=== PROBLEM STATEMENT ===
Where a line of the records contains the word "started", show that line.
[THE DATA Boundary: Start]
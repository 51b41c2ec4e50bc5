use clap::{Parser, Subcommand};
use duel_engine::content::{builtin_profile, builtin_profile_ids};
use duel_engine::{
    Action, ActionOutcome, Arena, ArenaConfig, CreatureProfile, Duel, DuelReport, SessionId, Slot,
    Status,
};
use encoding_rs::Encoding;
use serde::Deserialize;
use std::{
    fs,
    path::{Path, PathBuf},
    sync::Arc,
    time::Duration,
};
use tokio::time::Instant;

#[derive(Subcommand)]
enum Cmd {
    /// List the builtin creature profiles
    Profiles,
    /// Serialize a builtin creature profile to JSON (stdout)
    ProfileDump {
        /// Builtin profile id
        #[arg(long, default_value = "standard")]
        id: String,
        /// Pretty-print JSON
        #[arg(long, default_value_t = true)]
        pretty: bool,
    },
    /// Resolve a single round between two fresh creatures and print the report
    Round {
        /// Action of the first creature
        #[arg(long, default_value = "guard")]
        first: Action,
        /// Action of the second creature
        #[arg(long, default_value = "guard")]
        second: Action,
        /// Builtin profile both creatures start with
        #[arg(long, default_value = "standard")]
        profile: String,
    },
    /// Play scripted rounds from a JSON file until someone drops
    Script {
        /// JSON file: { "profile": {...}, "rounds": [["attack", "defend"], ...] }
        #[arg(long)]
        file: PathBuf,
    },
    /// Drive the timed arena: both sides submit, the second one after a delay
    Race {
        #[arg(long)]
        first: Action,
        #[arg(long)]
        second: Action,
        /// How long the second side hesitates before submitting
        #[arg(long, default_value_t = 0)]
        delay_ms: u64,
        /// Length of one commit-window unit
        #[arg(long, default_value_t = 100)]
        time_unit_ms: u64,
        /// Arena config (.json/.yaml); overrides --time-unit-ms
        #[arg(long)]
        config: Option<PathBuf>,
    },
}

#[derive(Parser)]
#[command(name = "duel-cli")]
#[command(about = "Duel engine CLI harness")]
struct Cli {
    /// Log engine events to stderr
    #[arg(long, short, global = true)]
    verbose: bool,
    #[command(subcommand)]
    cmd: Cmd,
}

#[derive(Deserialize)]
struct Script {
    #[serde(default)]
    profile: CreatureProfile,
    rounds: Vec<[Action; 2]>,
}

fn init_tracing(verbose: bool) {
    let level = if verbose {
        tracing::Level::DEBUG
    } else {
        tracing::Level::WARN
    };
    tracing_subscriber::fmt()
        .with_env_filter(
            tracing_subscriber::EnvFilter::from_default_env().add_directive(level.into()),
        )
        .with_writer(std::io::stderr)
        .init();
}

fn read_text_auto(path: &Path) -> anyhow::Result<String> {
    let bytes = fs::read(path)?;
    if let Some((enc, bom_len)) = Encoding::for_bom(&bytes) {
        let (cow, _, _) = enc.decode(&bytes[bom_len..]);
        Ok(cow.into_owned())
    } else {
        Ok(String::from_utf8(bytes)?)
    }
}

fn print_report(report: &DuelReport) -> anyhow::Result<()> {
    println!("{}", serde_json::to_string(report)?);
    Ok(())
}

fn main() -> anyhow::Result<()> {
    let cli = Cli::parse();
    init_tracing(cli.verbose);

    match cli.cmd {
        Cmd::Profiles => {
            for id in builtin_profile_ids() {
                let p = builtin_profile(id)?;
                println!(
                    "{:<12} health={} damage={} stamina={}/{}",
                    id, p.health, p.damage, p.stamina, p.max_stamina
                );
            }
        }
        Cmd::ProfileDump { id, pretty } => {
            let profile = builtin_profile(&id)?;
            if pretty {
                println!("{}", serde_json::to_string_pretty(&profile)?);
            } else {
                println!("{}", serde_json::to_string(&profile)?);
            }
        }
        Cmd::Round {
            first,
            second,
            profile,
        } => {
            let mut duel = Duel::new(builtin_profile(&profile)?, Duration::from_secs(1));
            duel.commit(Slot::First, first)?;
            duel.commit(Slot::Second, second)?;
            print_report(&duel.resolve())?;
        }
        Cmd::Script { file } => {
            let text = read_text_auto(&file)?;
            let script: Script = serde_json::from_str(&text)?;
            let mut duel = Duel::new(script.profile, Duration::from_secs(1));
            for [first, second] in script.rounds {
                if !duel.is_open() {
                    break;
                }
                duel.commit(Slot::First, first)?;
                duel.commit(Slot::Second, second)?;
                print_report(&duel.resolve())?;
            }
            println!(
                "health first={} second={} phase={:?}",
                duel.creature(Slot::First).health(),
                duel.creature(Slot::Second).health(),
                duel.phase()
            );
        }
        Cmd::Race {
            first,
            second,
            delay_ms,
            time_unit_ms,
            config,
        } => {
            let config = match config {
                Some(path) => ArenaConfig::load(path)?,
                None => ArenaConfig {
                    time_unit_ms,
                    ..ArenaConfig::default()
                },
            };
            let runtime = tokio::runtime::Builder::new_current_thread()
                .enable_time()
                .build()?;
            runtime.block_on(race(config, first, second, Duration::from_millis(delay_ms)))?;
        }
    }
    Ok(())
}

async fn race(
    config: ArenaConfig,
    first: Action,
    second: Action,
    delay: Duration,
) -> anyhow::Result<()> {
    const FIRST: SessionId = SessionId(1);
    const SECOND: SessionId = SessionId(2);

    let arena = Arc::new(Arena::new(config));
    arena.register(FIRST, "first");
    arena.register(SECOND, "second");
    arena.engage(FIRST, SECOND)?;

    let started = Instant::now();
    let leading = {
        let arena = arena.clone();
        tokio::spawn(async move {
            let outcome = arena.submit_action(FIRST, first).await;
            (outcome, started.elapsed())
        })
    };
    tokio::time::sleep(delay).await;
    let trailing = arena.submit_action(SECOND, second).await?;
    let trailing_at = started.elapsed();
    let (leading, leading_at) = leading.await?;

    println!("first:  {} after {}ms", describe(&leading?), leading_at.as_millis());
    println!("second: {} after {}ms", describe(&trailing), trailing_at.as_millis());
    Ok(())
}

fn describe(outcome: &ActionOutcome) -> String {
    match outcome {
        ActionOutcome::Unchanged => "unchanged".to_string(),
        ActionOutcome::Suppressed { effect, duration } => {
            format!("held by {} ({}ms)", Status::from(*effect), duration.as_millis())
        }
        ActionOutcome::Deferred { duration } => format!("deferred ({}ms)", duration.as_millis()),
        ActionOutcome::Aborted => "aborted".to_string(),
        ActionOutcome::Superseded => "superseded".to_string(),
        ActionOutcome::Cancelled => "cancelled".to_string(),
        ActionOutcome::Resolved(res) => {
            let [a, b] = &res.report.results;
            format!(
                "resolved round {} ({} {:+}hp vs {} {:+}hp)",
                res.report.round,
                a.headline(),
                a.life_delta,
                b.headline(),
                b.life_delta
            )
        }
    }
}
[THE DATA Boundary: End]
[THE DATA Boundary: Start]
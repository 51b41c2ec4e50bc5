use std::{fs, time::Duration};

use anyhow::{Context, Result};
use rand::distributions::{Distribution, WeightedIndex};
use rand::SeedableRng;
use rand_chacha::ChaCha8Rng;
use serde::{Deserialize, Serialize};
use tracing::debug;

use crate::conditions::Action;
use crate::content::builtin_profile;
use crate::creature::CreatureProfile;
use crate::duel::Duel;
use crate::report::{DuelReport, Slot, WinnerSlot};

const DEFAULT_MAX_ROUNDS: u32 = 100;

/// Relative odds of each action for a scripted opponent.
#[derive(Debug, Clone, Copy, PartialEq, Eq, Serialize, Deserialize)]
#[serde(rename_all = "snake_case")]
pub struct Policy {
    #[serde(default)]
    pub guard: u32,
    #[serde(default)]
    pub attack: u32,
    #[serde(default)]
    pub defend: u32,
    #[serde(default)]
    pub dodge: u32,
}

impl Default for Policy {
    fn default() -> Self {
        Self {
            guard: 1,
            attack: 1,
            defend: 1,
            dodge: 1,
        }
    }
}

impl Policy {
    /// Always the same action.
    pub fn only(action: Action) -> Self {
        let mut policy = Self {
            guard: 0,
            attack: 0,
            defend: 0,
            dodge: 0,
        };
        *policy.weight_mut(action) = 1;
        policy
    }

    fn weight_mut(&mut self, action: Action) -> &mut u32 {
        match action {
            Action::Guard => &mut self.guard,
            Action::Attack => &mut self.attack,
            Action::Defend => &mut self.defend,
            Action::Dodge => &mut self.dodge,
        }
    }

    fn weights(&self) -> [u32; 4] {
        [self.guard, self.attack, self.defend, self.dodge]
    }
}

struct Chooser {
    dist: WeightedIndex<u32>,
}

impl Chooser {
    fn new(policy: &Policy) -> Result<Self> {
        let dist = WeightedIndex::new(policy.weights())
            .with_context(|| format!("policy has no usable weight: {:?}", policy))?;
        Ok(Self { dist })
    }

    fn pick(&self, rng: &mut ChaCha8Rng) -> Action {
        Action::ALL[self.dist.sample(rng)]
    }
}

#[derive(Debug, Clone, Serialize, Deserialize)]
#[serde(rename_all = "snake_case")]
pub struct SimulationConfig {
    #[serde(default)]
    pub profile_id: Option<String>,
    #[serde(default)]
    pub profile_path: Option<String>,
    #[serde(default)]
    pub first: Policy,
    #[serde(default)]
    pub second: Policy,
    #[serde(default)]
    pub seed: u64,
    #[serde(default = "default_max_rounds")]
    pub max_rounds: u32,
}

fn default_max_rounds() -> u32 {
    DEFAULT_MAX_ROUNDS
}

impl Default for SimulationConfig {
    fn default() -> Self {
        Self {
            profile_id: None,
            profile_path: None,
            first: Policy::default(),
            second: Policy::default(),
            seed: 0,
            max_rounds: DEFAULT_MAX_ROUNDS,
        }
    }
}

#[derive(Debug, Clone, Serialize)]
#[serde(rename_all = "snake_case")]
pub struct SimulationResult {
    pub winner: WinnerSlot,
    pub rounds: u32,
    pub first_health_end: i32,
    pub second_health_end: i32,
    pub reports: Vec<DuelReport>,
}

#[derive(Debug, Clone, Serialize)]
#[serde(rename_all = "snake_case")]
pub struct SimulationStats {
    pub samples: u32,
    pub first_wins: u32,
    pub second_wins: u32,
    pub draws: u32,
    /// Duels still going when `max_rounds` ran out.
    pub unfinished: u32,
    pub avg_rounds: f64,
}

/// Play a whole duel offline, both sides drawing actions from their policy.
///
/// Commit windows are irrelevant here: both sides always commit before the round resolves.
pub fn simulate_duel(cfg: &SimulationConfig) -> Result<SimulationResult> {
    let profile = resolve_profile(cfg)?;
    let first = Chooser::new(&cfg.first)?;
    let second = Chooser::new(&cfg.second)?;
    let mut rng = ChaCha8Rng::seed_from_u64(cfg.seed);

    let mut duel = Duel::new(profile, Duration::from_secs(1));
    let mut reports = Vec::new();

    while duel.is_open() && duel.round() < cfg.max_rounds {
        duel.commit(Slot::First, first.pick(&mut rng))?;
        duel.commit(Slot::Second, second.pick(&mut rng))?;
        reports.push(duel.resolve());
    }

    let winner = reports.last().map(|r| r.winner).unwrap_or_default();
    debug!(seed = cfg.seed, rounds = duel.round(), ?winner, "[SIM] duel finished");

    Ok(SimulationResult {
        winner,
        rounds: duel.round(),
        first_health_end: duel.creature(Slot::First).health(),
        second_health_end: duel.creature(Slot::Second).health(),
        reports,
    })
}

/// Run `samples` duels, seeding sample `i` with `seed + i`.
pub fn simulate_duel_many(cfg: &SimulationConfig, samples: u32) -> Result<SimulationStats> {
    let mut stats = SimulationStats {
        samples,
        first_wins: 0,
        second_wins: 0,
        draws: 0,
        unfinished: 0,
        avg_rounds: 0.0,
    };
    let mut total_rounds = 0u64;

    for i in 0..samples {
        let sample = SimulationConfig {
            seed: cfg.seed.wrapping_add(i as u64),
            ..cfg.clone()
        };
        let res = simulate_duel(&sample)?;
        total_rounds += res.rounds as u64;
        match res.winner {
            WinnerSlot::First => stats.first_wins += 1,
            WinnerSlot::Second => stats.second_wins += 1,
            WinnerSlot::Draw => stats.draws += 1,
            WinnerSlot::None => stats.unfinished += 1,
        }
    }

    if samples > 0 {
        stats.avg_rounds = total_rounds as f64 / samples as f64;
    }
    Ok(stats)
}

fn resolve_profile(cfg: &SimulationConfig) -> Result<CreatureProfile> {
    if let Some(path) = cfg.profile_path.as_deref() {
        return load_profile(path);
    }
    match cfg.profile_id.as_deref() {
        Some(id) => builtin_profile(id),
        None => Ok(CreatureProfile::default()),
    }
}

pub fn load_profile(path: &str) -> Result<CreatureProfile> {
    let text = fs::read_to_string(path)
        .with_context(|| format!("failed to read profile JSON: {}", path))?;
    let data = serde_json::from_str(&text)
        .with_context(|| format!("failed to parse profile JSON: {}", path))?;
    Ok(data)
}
[THE DATA Boundary: End]
[THE DATA Boundary: Start]
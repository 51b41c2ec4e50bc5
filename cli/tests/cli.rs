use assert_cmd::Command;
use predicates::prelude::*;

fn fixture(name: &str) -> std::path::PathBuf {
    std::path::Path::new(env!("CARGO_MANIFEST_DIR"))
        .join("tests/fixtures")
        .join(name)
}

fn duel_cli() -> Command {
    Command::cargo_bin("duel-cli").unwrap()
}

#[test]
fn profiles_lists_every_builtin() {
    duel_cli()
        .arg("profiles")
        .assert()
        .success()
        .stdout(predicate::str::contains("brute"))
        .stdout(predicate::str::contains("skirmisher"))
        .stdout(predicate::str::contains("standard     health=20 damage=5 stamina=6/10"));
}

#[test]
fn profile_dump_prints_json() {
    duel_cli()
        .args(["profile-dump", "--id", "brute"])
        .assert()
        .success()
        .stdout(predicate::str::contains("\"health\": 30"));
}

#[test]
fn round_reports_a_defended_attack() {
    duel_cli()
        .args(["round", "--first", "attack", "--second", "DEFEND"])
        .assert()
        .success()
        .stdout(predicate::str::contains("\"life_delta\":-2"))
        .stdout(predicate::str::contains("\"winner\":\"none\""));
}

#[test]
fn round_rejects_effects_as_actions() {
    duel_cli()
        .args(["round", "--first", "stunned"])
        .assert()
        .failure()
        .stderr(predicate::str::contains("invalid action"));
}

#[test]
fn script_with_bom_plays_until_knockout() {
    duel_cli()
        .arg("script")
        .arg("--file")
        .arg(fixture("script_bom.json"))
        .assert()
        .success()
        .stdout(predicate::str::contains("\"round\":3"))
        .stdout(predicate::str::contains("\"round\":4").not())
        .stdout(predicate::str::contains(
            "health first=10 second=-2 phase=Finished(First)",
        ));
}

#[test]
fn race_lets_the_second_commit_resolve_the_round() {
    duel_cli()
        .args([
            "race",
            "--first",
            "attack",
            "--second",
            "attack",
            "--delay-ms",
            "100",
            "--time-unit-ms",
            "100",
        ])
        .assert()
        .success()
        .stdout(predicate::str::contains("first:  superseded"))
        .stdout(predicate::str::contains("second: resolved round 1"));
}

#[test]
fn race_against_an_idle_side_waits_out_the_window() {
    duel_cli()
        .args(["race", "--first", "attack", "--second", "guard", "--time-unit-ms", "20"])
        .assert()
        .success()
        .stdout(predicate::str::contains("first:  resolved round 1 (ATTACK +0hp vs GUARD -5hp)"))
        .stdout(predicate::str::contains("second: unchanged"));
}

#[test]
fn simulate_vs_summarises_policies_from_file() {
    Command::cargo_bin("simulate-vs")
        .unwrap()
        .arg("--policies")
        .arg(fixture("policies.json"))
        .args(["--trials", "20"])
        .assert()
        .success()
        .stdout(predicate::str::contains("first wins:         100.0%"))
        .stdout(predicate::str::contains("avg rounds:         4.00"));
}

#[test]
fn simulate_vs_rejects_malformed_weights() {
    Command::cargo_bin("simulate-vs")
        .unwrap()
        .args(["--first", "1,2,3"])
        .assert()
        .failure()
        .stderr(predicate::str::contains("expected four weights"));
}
[THE DATA Boundary: End]
=== RESPONSE AREA ===
    let started = Instant::now();
            (outcome, started.elapsed())
    let trailing_at = started.elapsed();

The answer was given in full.